Del Real was last. Her opponent, 15-year-old Liz Nova, had been away from the ring since early summer but punched often. Del Real would get caught by left hooks squarely in the face when she turned her head away from Nova. At the break, she wanted to stop. Ruvalcaba kept her in. Del Real was besieged with more punches to her face but never went down. Her nose was bloodied and her face puffy. Her eyes teared but she never broke down.
As the boxing club was closing down, Ruvalcaba huddled his students together in a corner near a speed bag. He told them to relax in the ring. He told them the session would make them better.
“It just comes down to you,” he said. “What you have inside you.

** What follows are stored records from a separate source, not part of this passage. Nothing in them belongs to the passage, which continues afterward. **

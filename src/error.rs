//! Error types for rugby-scrape
//!
//! Errors fall into three groups:
//! - Remote failures (network, HTTP status, malformed page bodies) which the
//!   retry layer absorbs according to the configured policy
//! - Fatal local failures (metadata files, output files, configuration)
//!   which abort the current run
//! - Path parsing failures, raised only while building column schemas

use std::path::PathBuf;
use thiserror::Error;

/// Result type alias for rugby-scrape operations
pub type Result<T> = std::result::Result<T, Error>;

/// Main error type for rugby-scrape
#[derive(Debug, Error)]
pub enum Error {
    /// Configuration error with context about which setting is invalid
    #[error("configuration error: {message}")]
    Config {
        /// Human-readable error message describing the configuration issue
        message: String,
        /// The configuration key that caused the error (e.g., "page_size")
        key: Option<String>,
    },

    /// Transport-level failure (connect, TLS, read, redirect policy)
    #[error("network error: {0}")]
    Network(#[from] reqwest::Error),

    /// The remote endpoint answered with a non-success status
    #[error("HTTP {status} from {url}")]
    HttpStatus {
        /// Status code returned by the server
        status: u16,
        /// URL that was requested
        url: String,
    },

    /// A body or file could not be parsed as JSON
    #[error("serialization error: {0}")]
    Serialization(#[from] serde_json::Error),

    /// A page body parsed but did not hold a record list at the expected path
    #[error("unexpected response shape from {url}: no array at `{path}`")]
    UnexpectedShape {
        /// URL of the page
        url: String,
        /// Content path that was expected to hold the records
        path: String,
    },

    /// Stored probe metadata is missing or unusable
    #[error("metadata error in {}: {reason}", path.display())]
    Metadata {
        /// Metadata file that was read
        path: PathBuf,
        /// Why the metadata could not be used
        reason: String,
    },

    /// I/O error
    #[error("I/O error: {0}")]
    Io(#[from] std::io::Error),

    /// CSV writer error
    #[error("CSV error: {0}")]
    Csv(#[from] csv::Error),

    /// A field path in a column schema could not be parsed
    #[error("invalid field path `{path}`: {reason}")]
    InvalidPath {
        /// The offending dotted path
        path: String,
        /// What is wrong with it
        reason: String,
    },

    /// Year range with the first year after the last
    #[error("invalid year range: {first} is after {last}")]
    InvalidYearRange {
        /// First year of the range
        first: i32,
        /// Last year of the range
        last: i32,
    },
}

impl Error {
    /// Shorthand for a configuration error tied to a key
    pub fn config(key: &str, message: impl Into<String>) -> Self {
        Error::Config {
            message: message.into(),
            key: Some(key.to_string()),
        }
    }

    /// Shorthand for a metadata error on a given file
    pub fn metadata(path: impl Into<PathBuf>, reason: impl Into<String>) -> Self {
        Error::Metadata {
            path: path.into(),
            reason: reason.into(),
        }
    }
}
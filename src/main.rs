//! Command line entry point: one probe or collection per invocation

use clap::{Parser, Subcommand};
use rugby_scrape::{Config, Entity, RankingsSource, Scraper, YearRange};
use std::path::PathBuf;
use tracing_subscriber::EnvFilter;

#[derive(Parser, Debug)]
#[command(name = "rugby-scrape", version, about = "Collect Pulse Live rugby statistics into CSV")]
struct Cli {
    /// JSON configuration file (defaults apply when omitted)
    #[arg(long, global = true)]
    config: Option<PathBuf>,

    #[command(subcommand)]
    command: Command,
}

#[derive(Subcommand, Debug)]
enum Command {
    /// Probe the countries endpoint and store json/country_meta.json
    CountryMeta,
    /// Write csv/countries.csv (plus sports.csv and types.csv)
    Countries,
    /// Probe matches per year and store json/match_meta_YEAR.json
    MatchMeta {
        /// First year
        first: i32,
        /// Last year (defaults to FIRST)
        last: Option<i32>,
    },
    /// Write csv/matches_YEAR.csv for each year
    Matches {
        /// First year
        first: i32,
        /// Last year (defaults to FIRST)
        last: Option<i32>,
    },
    /// Fetch the rankings snapshot and store it under json/
    RankingsMeta {
        /// Which rankings endpoint
        #[arg(value_enum, default_value_t = RankingsSource::V3)]
        source: RankingsSource,
    },
    /// Write the rankings CSV
    Rankings {
        /// Which rankings endpoint
        #[arg(value_enum, default_value_t = RankingsSource::V3)]
        source: RankingsSource,
    },
}

#[tokio::main(flavor = "current_thread")]
async fn main() {
    tracing_subscriber::fmt()
        .with_env_filter(
            EnvFilter::try_from_default_env().unwrap_or_else(|_| EnvFilter::new("info")),
        )
        .init();

    let cli = Cli::parse();
    if let Err(e) = run(cli).await {
        tracing::error!(error = %e, "Run failed");
        eprintln!("Error: {e}");
        std::process::exit(1);
    }
}

async fn run(cli: Cli) -> rugby_scrape::Result<()> {
    let config = match &cli.config {
        Some(path) => Config::load(path)?,
        None => Config::default(),
    };
    if config.retry.max_attempts.is_none() {
        tracing::info!("Retry policy is unbounded; an unreachable API will stall this run");
    }
    let scraper = Scraper::new(config)?;

    match cli.command {
        Command::CountryMeta => {
            scraper.probe(Entity::Countries).await?;
        }
        Command::Countries => {
            scraper.collect(Entity::Countries).await?;
        }
        Command::MatchMeta { first, last } => {
            scraper.probe_years(YearRange::new(first, last)?).await?;
        }
        Command::Matches { first, last } => {
            scraper.collect_years(YearRange::new(first, last)?).await?;
        }
        Command::RankingsMeta { source } => {
            scraper.probe(Entity::Rankings(source)).await?;
        }
        Command::Rankings { source } => {
            scraper.collect(Entity::Rankings(source)).await?;
        }
    }
    Ok(())
}
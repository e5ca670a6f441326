//! Tabular output
//!
//! Files are header-less CSV. Every collection run truncates its file,
//! appends rows in production order, flushes at each page boundary, and
//! closes once at the end.

use crate::error::Result;
use crate::flatten::FlatRow;
use serde_json::Value;
use std::fs::File;
use std::path::Path;

/// Destination for flattened rows
pub trait RowSink {
    /// Append one row
    fn write_row(&mut self, row: &FlatRow) -> Result<()>;

    /// Push buffered rows to durable storage
    fn flush(&mut self) -> Result<()>;

    /// Flush and release the destination
    fn close(self) -> Result<()>
    where
        Self: Sized;
}

/// [`RowSink`] writing a CSV file
pub struct CsvSink {
    writer: csv::Writer<File>,
    rows: u64,
}

impl CsvSink {
    /// Create (or truncate) `path`, creating parent directories as needed
    pub fn create(path: &Path) -> Result<Self> {
        if let Some(parent) = path.parent() {
            std::fs::create_dir_all(parent)?;
        }
        let writer = csv::WriterBuilder::new()
            .has_headers(false)
            .from_path(path)?;
        Ok(Self {
            writer,
            rows: 0,
        })
    }

    /// Rows written so far
    pub fn rows(&self) -> u64 {
        self.rows
    }
}

impl RowSink for CsvSink {
    fn write_row(&mut self, row: &FlatRow) -> Result<()> {
        self.writer.write_record(row.to_record())?;
        self.rows += 1;
        Ok(())
    }

    fn flush(&mut self) -> Result<()> {
        self.writer.flush()?;
        Ok(())
    }

    fn close(mut self) -> Result<()> {
        self.writer.flush()?;
        Ok(())
    }
}

/// Write a lookup list (e.g. `content.sportLookup`) as a CSV file
///
/// Array entries become one row of their elements, object entries one row
/// of their values, and scalars a single-cell row. Rows may differ in width.
pub fn write_lookup(path: &Path, entries: &[Value]) -> Result<u64> {
    if let Some(parent) = path.parent() {
        std::fs::create_dir_all(parent)?;
    }
    let mut writer = csv::WriterBuilder::new()
        .has_headers(false)
        .flexible(true)
        .from_path(path)?;

    for entry in entries {
        let cells: Vec<String> = match entry {
            Value::Array(items) => items.iter().map(lookup_cell).collect(),
            Value::Object(map) => map.values().map(lookup_cell).collect(),
            scalar => vec![lookup_cell(scalar)],
        };
        writer.write_record(&cells)?;
    }
    writer.flush()?;
    Ok(entries.len() as u64)
}

fn lookup_cell(value: &Value) -> String {
    match value {
        Value::Null => String::new(),
        Value::String(s) => s.clone(),
        other => other.to_string(),
    }
}

// unwrap/expect are acceptable in tests for concise failure-on-error assertions
#[allow(clippy::unwrap_used, clippy::expect_used)]
#[cfg(test)]
mod tests {
    use super::*;
    use crate::flatten::{ColumnKind, Schema};
    use serde_json::json;

    fn schema() -> Schema {
        Schema::new(&[
            ("id", "id", ColumnKind::Int),
            ("name", "name", ColumnKind::Text),
        ])
        .unwrap()
    }

    #[test]
    fn writes_headerless_rows_with_raw_json_quoted() {
        let dir = tempfile::tempdir().unwrap();
        let path = dir.path().join("csv").join("countries.csv");

        let mut sink = CsvSink::create(&path).unwrap();
        sink.write_row(&schema().flatten(&json!({"id": 1, "name": "Ireland"})))
            .unwrap();
        sink.write_row(&schema().flatten(&json!({"name": "Côte d'Ivoire, \"CIV\""})))
            .unwrap();
        sink.flush().unwrap();
        assert_eq!(sink.rows(), 2);
        sink.close().unwrap();

        let mut reader = csv::ReaderBuilder::new()
            .has_headers(false)
            .from_path(&path)
            .unwrap();
        let rows: Vec<csv::StringRecord> = reader.records().map(|r| r.unwrap()).collect();
        assert_eq!(rows.len(), 2);
        assert_eq!(&rows[0][0], "1");
        assert_eq!(&rows[0][1], "Ireland");
        assert_eq!(&rows[0][2], r#"{"id":1,"name":"Ireland"}"#);
        assert_eq!(&rows[1][0], "", "missing id is a placeholder");
        assert_eq!(&rows[1][1], "Côte d'Ivoire, \"CIV\"");
    }

    #[test]
    fn flushed_rows_are_on_disk_before_close() {
        let dir = tempfile::tempdir().unwrap();
        let path = dir.path().join("matches_2015.csv");

        let mut sink = CsvSink::create(&path).unwrap();
        sink.write_row(&schema().flatten(&json!({"id": 7}))).unwrap();
        sink.flush().unwrap();

        let on_disk = std::fs::read_to_string(&path).unwrap();
        assert!(on_disk.starts_with("7,,"), "got: {on_disk}");
        drop(sink);
    }

    #[test]
    fn create_truncates_previous_run() {
        let dir = tempfile::tempdir().unwrap();
        let path = dir.path().join("countries.csv");
        std::fs::write(&path, "stale,row\n").unwrap();

        let sink = CsvSink::create(&path).unwrap();
        sink.close().unwrap();

        assert_eq!(std::fs::read_to_string(&path).unwrap(), "");
    }

    #[test]
    fn lookup_rows_follow_entry_shape() {
        let dir = tempfile::tempdir().unwrap();
        let path = dir.path().join("sports.csv");
        let entries = vec![
            json!(["mru", "Men's Rugby Union"]),
            json!({"code": "wru", "label": "Women's Rugby Union", "order": 2}),
            json!("jm"),
        ];

        let written = write_lookup(&path, &entries).unwrap();
        assert_eq!(written, 3);

        let text = std::fs::read_to_string(&path).unwrap();
        let lines: Vec<&str> = text.lines().collect();
        assert_eq!(lines[0], "mru,Men's Rugby Union");
        assert_eq!(lines[1], "wru,Women's Rugby Union,2");
        assert_eq!(lines[2], "jm");
    }
}
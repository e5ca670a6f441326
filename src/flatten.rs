//! Record flattening
//!
//! A [`Schema`] is a fixed, ordered list of [`Column`]s. Flattening a record
//! produces exactly one cell per column followed by the record itself as
//! compact JSON, so column positions never shift when optional parts of the
//! record are missing.

use crate::error::Result;
use crate::path::FieldPath;
use serde_json::Value;
use std::fmt;

/// How an extracted value is turned into a cell
#[derive(Clone, Copy, Debug, PartialEq, Eq)]
pub enum ColumnKind {
    /// Integer; numeric strings are parsed, anything else is a placeholder
    Int,
    /// Floating point; numeric strings are parsed
    Float,
    /// Strings unmodified; other scalars rendered, compound values as JSON
    Text,
    /// The whole subtree as compact JSON
    Json,
}

/// One output column: a name, a path into the record, and a kind
#[derive(Clone, Debug)]
pub struct Column {
    /// Column name, used in logs and documentation only (files are header-less)
    pub name: &'static str,
    /// Where the value lives inside the record
    pub path: FieldPath,
    /// How the value is coerced
    pub kind: ColumnKind,
}

/// Ordered column list for one entity
#[derive(Clone, Debug)]
pub struct Schema {
    columns: Vec<Column>,
}

impl Schema {
    /// Build a schema from `(name, path, kind)` triples
    pub fn new(columns: &[(&'static str, &str, ColumnKind)]) -> Result<Self> {
        let columns = columns
            .iter()
            .map(|&(name, path, kind)| {
                Ok(Column {
                    name,
                    path: FieldPath::parse(path)?,
                    kind,
                })
            })
            .collect::<Result<Vec<_>>>()?;
        Ok(Self { columns })
    }

    /// Structured columns, without the trailing raw JSON column
    pub fn columns(&self) -> &[Column] {
        &self.columns
    }

    /// Total cells per row, raw JSON column included
    pub fn width(&self) -> usize {
        self.columns.len() + 1
    }

    /// Flatten one record; never fails
    pub fn flatten(&self, record: &Value) -> FlatRow {
        let cells = self
            .columns
            .iter()
            .map(|column| match column.path.extract(record) {
                Some(value) => Cell::coerce(value, column.kind),
                None => Cell::Empty,
            })
            .collect();

        FlatRow {
            cells,
            raw: record.to_string(),
        }
    }
}

/// One flattened value
#[derive(Clone, Debug, PartialEq)]
pub enum Cell {
    /// Placeholder for a missing, null or malformed field
    Empty,
    /// Integer value
    Int(i64),
    /// Floating point value
    Float(f64),
    /// Text value
    Text(String),
}

impl Cell {
    /// Coerce a JSON value according to `kind`
    pub fn coerce(value: &Value, kind: ColumnKind) -> Self {
        if value.is_null() {
            return Cell::Empty;
        }
        match kind {
            ColumnKind::Int => as_int(value).map_or(Cell::Empty, Cell::Int),
            ColumnKind::Float => as_float(value).map_or(Cell::Empty, Cell::Float),
            ColumnKind::Text => match value {
                Value::String(s) => Cell::Text(s.clone()),
                other => Cell::Text(other.to_string()),
            },
            ColumnKind::Json => Cell::Text(value.to_string()),
        }
    }

    /// Whether this is the placeholder
    pub fn is_empty(&self) -> bool {
        matches!(self, Cell::Empty)
    }
}

impl fmt::Display for Cell {
    fn fmt(&self, f: &mut fmt::Formatter<'_>) -> fmt::Result {
        match self {
            Cell::Empty => Ok(()),
            Cell::Int(n) => write!(f, "{n}"),
            Cell::Float(x) => write!(f, "{x}"),
            Cell::Text(s) => f.write_str(s),
        }
    }
}

fn as_int(value: &Value) -> Option<i64> {
    match value {
        Value::Number(n) => n.as_i64().or_else(|| {
            n.as_f64()
                .filter(|x| x.fract() == 0.0 && x.abs() < i64::MAX as f64)
                .map(|x| x as i64)
        }),
        Value::String(s) => s.trim().parse().ok(),
        _ => None,
    }
}

fn as_float(value: &Value) -> Option<f64> {
    match value {
        Value::Number(n) => n.as_f64(),
        Value::String(s) => s.trim().parse().ok().filter(|x: &f64| x.is_finite()),
        _ => None,
    }
}

/// A flattened record: fixed cells plus the original record as JSON text
#[derive(Clone, Debug, PartialEq)]
pub struct FlatRow {
    /// One cell per schema column, in schema order
    pub cells: Vec<Cell>,
    /// The source record, serialized back to compact JSON
    pub raw: String,
}

impl FlatRow {
    /// Cell for the column at `index`
    pub fn cell(&self, index: usize) -> Option<&Cell> {
        self.cells.get(index)
    }

    /// Cells rendered as text, raw JSON last
    pub fn to_record(&self) -> Vec<String> {
        self.cells
            .iter()
            .map(Cell::to_string)
            .chain(std::iter::once(self.raw.clone()))
            .collect()
    }

    /// Total cells, raw JSON column included
    pub fn width(&self) -> usize {
        self.cells.len() + 1
    }
}
//! Retry logic for remote fetches
//!
//! The stock policy retries forever with a fixed 5 second delay.
//! [`RetryConfig`] can bound the number of retries and switch to exponential
//! backoff with optional jitter.
//!
//! Waiting goes through the [`Sleeper`] trait so tests can count delays
//! without sleeping.
//!
//! # Example
//!
//! ```no_run
//! use rugby_scrape::config::RetryConfig;
//! use rugby_scrape::retry::{IsRetryable, TokioSleeper, with_retry};
//!
//! #[derive(Debug)]
//! struct Flaky;
//!
//! impl std::fmt::Display for Flaky {
//!     fn fmt(&self, f: &mut std::fmt::Formatter<'_>) -> std::fmt::Result {
//!         write!(f, "flaky")
//!     }
//! }
//!
//! impl IsRetryable for Flaky {
//!     fn is_retryable(&self) -> bool {
//!         true
//!     }
//! }
//!
//! # async fn example() -> Result<(), Flaky> {
//! let config = RetryConfig::default();
//! let body = with_retry(&config, &TokioSleeper, || async {
//!     Ok::<_, Flaky>("{}".to_string())
//! })
//! .await?;
//! # Ok(())
//! # }
//! ```

use crate::config::RetryConfig;
use crate::error::Error;
use async_trait::async_trait;
use rand::Rng;
use std::future::Future;
use std::time::Duration;

/// Trait for errors that can be classified as retryable or not
pub trait IsRetryable {
    /// Returns true if the error is transient and the operation should be retried
    fn is_retryable(&self) -> bool;
}

impl IsRetryable for Error {
    fn is_retryable(&self) -> bool {
        match self {
            // Every remote failure is retried, whatever the status code
            Error::Network(_) | Error::HttpStatus { .. } => true,
            // Truncated or garbled page bodies come from the remote side
            Error::Serialization(_) | Error::UnexpectedShape { .. } => true,
            Error::Config { .. }
            | Error::Metadata { .. }
            | Error::Io(_)
            | Error::Csv(_)
            | Error::InvalidPath { .. }
            | Error::InvalidYearRange { .. } => false,
        }
    }
}

/// Something that can wait for a duration
#[async_trait]
pub trait Sleeper: Send + Sync {
    /// Wait for `duration`
    async fn sleep(&self, duration: Duration);
}

/// [`Sleeper`] backed by the Tokio timer
#[derive(Clone, Copy, Debug, Default)]
pub struct TokioSleeper;

#[async_trait]
impl Sleeper for TokioSleeper {
    async fn sleep(&self, duration: Duration) {
        tokio::time::sleep(duration).await;
    }
}

/// Execute an async operation, retrying retryable failures per `config`
///
/// Returns the first success, the first non-retryable error, or the last
/// error once `config.max_attempts` retries have been spent. With
/// `max_attempts: None` a retryable failure never ends the loop.
pub async fn with_retry<F, Fut, T, E, S>(
    config: &RetryConfig,
    sleeper: &S,
    mut operation: F,
) -> Result<T, E>
where
    F: FnMut() -> Fut,
    Fut: Future<Output = Result<T, E>>,
    E: IsRetryable + std::fmt::Display,
    S: Sleeper + ?Sized,
{
    let mut retries: u32 = 0;
    let mut delay = config.delay;

    loop {
        match operation().await {
            Ok(result) => {
                if retries > 0 {
                    tracing::info!(retries, "Operation succeeded after retry");
                }
                return Ok(result);
            }
            Err(e) if e.is_retryable() && config.allows_retry(retries) => {
                retries = retries.saturating_add(1);

                let wait = if config.jitter {
                    add_jitter(delay)
                } else {
                    delay
                };

                tracing::warn!(
                    error = %e,
                    attempt = retries,
                    max_attempts = ?config.max_attempts,
                    delay_ms = wait.as_millis() as u64,
                    "Request failed, retrying"
                );

                sleeper.sleep(wait).await;
                delay = config.next_delay(delay);
            }
            Err(e) => {
                if e.is_retryable() {
                    tracing::error!(
                        error = %e,
                        attempts = retries + 1,
                        "Request failed after all retry attempts exhausted"
                    );
                } else {
                    tracing::error!(error = %e, "Request failed with non-retryable error");
                }
                return Err(e);
            }
        }
    }
}

/// Add random jitter to a delay
///
/// The result lies between `delay` and `2 * delay`.
fn add_jitter(delay: Duration) -> Duration {
    let mut rng = rand::thread_rng();
    let jitter_factor: f64 = rng.gen_range(0.0..=1.0);
    Duration::from_secs_f64(delay.as_secs_f64() * (1.0 + jitter_factor))
}
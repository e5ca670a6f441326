//! Paginated collection
//!
//! [`Pages`] walks pages `0..num_pages` strictly in order, one request at a
//! time. [`write_pages`] drains it into a [`RowSink`], flushing after every
//! page so that a crash loses at most the page in flight.

use crate::config::ApiConfig;
use crate::entity::Entity;
use crate::error::Result;
use crate::fetch::{Fetcher, Transport};
use crate::flatten::Schema;
use crate::metadata::PageMetadata;
use crate::path::FieldPath;
use crate::retry::Sleeper;
use crate::sink::RowSink;
use serde_json::Value;
use tracing::debug;

/// One fetched page
#[derive(Clone, Debug)]
pub struct Page {
    /// Zero-based page index
    pub index: u64,
    /// Records in API order
    pub records: Vec<Value>,
}

/// Lazy, finite sequence of pages for one entity
///
/// Nothing is fetched until [`Pages::next_page`] is awaited. Restarting means
/// building a new `Pages`, which begins again at page 0.
pub struct Pages<'a, T, S> {
    fetcher: &'a Fetcher<T, S>,
    api: &'a ApiConfig,
    entity: Entity,
    content: FieldPath,
    metadata: PageMetadata,
    next: u64,
}

impl<'a, T: Transport, S: Sleeper> Pages<'a, T, S> {
    /// Pages of `entity` as sized by `metadata`
    pub fn new(
        fetcher: &'a Fetcher<T, S>,
        api: &'a ApiConfig,
        entity: Entity,
        metadata: PageMetadata,
    ) -> Result<Self> {
        Ok(Self {
            fetcher,
            api,
            entity,
            content: FieldPath::parse(entity.content_path())?,
            metadata,
            next: 0,
        })
    }

    /// Number of pages this sequence yields in total
    pub fn num_pages(&self) -> u64 {
        self.metadata.num_pages()
    }

    /// Fetch the next page, or `None` once every page has been yielded
    pub async fn next_page(&mut self) -> Result<Option<Page>> {
        if self.next >= self.metadata.num_pages() {
            return Ok(None);
        }
        let index = self.next;
        let url = self
            .entity
            .page_url(self.api, self.metadata.page_size, index)?;

        debug!(entity = %self.entity, page = index, url = %url, "Fetching page");
        let records = self.fetcher.fetch_records(&url, &self.content).await?;

        self.next += 1;
        Ok(Some(Page { index, records }))
    }
}

/// Totals of one collection run
#[derive(Clone, Copy, Debug, Default, PartialEq, Eq)]
pub struct CollectStats {
    /// Pages fetched
    pub pages: u64,
    /// Rows written
    pub records: u64,
}

/// Flatten every record of every page into `sink`, flushing per page
pub async fn write_pages<T, S, K>(
    pages: &mut Pages<'_, T, S>,
    schema: &Schema,
    sink: &mut K,
) -> Result<CollectStats>
where
    T: Transport,
    S: Sleeper,
    K: RowSink,
{
    let mut stats = CollectStats::default();

    while let Some(page) = pages.next_page().await? {
        for record in &page.records {
            sink.write_row(&schema.flatten(record))?;
        }
        sink.flush()?;

        stats.pages += 1;
        stats.records += page.records.len() as u64;
        debug!(
            page = page.index,
            records = page.records.len(),
            total = stats.records,
            "Page written"
        );
    }

    Ok(stats)
}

Your character is going to get exposed.”
– E-mail William Ferchland at email@example.com
Name: Rafael Aguirre
Birthday: June 22, 1988
Born: South Lake Tahoe
Weight: 147 pounds
Fight weight 141
Coach’s comment: “Rafael Aguirre has some natural physical tools with his height and reach advantage that should give him a good shot in his bout.”
Name: Olga Del Real
Birthday: Nov. 4, 1987
Born: Guadalajara, Mexico
Weight: 105 pounds
Fight weight: 109 pounds
Coach’s comment: “I think she has the potential to surpass the two males based on the fact that she’ll probably pick up a little of everything the more she trains.”
Name: Milton Montoya
Birthday: Nov. 20, 1987
Born: Sonsonate, El Salvador
Weight: 140 pounds
Fight weight 132
Coach’s comment: “Milton, he hits like a bull.”
Name: Simon Ruvalcaba (coach)
Birthday: May 22, 1978
Born: South Lake Tahoe
Professional record: 3-7-2
Amateur record: 54-17
The South Tahoe High graduate was almost selected to appear in the second season of the boxing reality show, “The Contender,” and is eyeing a return to the ring in Reno this summer as he rehabs an injured shoulder.